### About this task
If a line in the records below contains "response", copy that line.

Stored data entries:
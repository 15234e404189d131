//! Outbound notification mail.
//!
//! Transport settings live in the SiteSettings row and can change at any time, so
//! [`SmtpNotifier`] builds a fresh transport per message.

use std::time::Duration;

use async_trait::async_trait;
use lettre::{
    message::{header::ContentType, Mailbox},
    transport::smtp::authentication::Credentials,
    AsyncSmtpTransport, AsyncTransport, Message, Tokio1Executor,
};
use thiserror::Error;
use tracing::{debug, instrument};

use models::{contact, site_settings};

pub const SMTP_TIMEOUT: Duration = Duration::from_secs(10);

#[derive(Debug, Error)]
pub enum MailError {
    #[error("invalid address {0:?}: {1}")]
    Address(String, String),
    #[error("cannot build message: {0}")]
    Build(String),
    #[error("smtp error: {0}")]
    Transport(String),
    #[error("invalid smtp settings: {0}")]
    Settings(String),
}

/// Relay credentials taken from SiteSettings.
#[derive(Clone, Debug, PartialEq, Eq)]
pub struct SmtpSettings {
    pub host: String,
    pub port: u16,
    pub username: String,
    pub password: String,
    pub use_tls: bool,
}

impl TryFrom<&site_settings::Model> for SmtpSettings {
    type Error = MailError;

    fn try_from(s: &site_settings::Model) -> Result<Self, Self::Error> {
        let port = u16::try_from(s.smtp_port).map_err(|_| MailError::Settings(format!("port {}", s.smtp_port)))?;
        let host = match s.smtp_host.trim() {
            "" => "localhost".to_string(),
            h => h.to_string(),
        };
        Ok(Self {
            host,
            port,
            username: s.smtp_username.clone(),
            password: s.smtp_password.clone(),
            use_tls: s.smtp_use_tls,
        })
    }
}

/// A plain-text mail ready to hand to a [`Notifier`].
#[derive(Clone, Debug, PartialEq, Eq)]
pub struct Email {
    pub from: String,
    pub to: String,
    pub subject: String,
    pub body: String,
}

impl Email {
    /// Staff notification for a new contact submission.
    pub fn contact_notification(settings: &site_settings::Model, c: &contact::Model) -> Self {
        Self {
            from: settings.smtp_username.clone(),
            to: settings.notification_recipient().to_string(),
            subject: format!("New Contact Form Submission from {}", c.full_name),
            body: format!(
                "Name: {}\nEmail: {}\nPhone: {}\nMessage: {}",
                c.full_name, c.email, c.phone_number, c.message
            ),
        }
    }
}

#[async_trait]
pub trait Notifier: Send + Sync {
    async fn send(&self, smtp: &SmtpSettings, email: &Email) -> Result<(), MailError>;
}

fn mailbox(addr: &str) -> Result<Mailbox, MailError> {
    addr.parse::<Mailbox>().map_err(|e| MailError::Address(addr.to_string(), e.to_string()))
}

pub fn build_message(email: &Email) -> Result<Message, MailError> {
    Message::builder()
        .from(mailbox(&email.from)?)
        .to(mailbox(&email.to)?)
        .subject(email.subject.clone())
        .header(ContentType::TEXT_PLAIN)
        .body(email.body.clone())
        .map_err(|e| MailError::Build(e.to_string()))
}

/// lettre SMTP relay: STARTTLS when `use_tls`, plain otherwise.
#[derive(Clone, Debug, Default)]
pub struct SmtpNotifier;

#[async_trait]
impl Notifier for SmtpNotifier {
    #[instrument(skip(self, smtp, email), fields(host = %smtp.host, port = smtp.port, to = %email.to))]
    async fn send(&self, smtp: &SmtpSettings, email: &Email) -> Result<(), MailError> {
        let message = build_message(email)?;
        let builder = if smtp.use_tls {
            AsyncSmtpTransport::<Tokio1Executor>::starttls_relay(&smtp.host)
                .map_err(|e| MailError::Transport(e.to_string()))?
        } else {
            AsyncSmtpTransport::<Tokio1Executor>::builder_dangerous(&smtp.host)
        };
        let transport = builder
            .port(smtp.port)
            .credentials(Credentials::new(smtp.username.clone(), smtp.password.clone()))
            .timeout(Some(SMTP_TIMEOUT))
            .build();
        let response = transport.send(message).await.map_err(|e| MailError::Transport(e.to_string()))?;
        debug!(code = %response.code(), "smtp accepted message");
        Ok(())
    }
}

pub mod mock {
    use super::*;
    use std::sync::Mutex;

    /// Records every mail; optionally fails each send.
    #[derive(Default)]
    pub struct MockNotifier {
        pub sent: Mutex<Vec<Email>>,
        pub fail: bool,
    }

    impl MockNotifier {
        pub fn failing() -> Self { Self { fail: true, ..Default::default() } }

        pub fn sent(&self) -> Vec<Email> { self.sent.lock().unwrap_or_else(|p| p.into_inner()).clone() }
    }

    #[async_trait]
    impl Notifier for MockNotifier {
        async fn send(&self, _smtp: &SmtpSettings, email: &Email) -> Result<(), MailError> {
            self.sent.lock().unwrap_or_else(|p| p.into_inner()).push(email.clone());
            if self.fail {
                return Err(MailError::Transport("connection refused".into()));
            }
            Ok(())
        }
    }
}

#[cfg(test)]
mod tests {
    use super::*;

    fn email(from: &str, to: &str) -> Email {
        Email { from: from.into(), to: to.into(), subject: "s".into(), body: "b".into() }
    }

    #[test]
    fn build_message_rejects_bad_addresses() {
        assert!(build_message(&email("mailer@example.com", "owner@example.com")).is_ok());
        assert!(matches!(build_message(&email("", "owner@example.com")), Err(MailError::Address(..))));
        assert!(matches!(build_message(&email("mailer@example.com", "not an address")), Err(MailError::Address(..))));
    }

    #[tokio::test]
    async fn unreachable_relay_is_an_error_not_a_panic() {
        let smtp = SmtpSettings {
            host: "127.0.0.1".into(),
            port: 1,
            username: "mailer@example.com".into(),
            password: "x".into(),
            use_tls: false,
        };
        let res = SmtpNotifier.send(&smtp, &email("mailer@example.com", "owner@example.com")).await;
        assert!(matches!(res, Err(MailError::Transport(_))));
    }
}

### Solution
        let response = transport.send(message).await.map_err(|e| MailError::Transport(e.to_string()))?;
        debug!(code = %response.code(), "smtp accepted message");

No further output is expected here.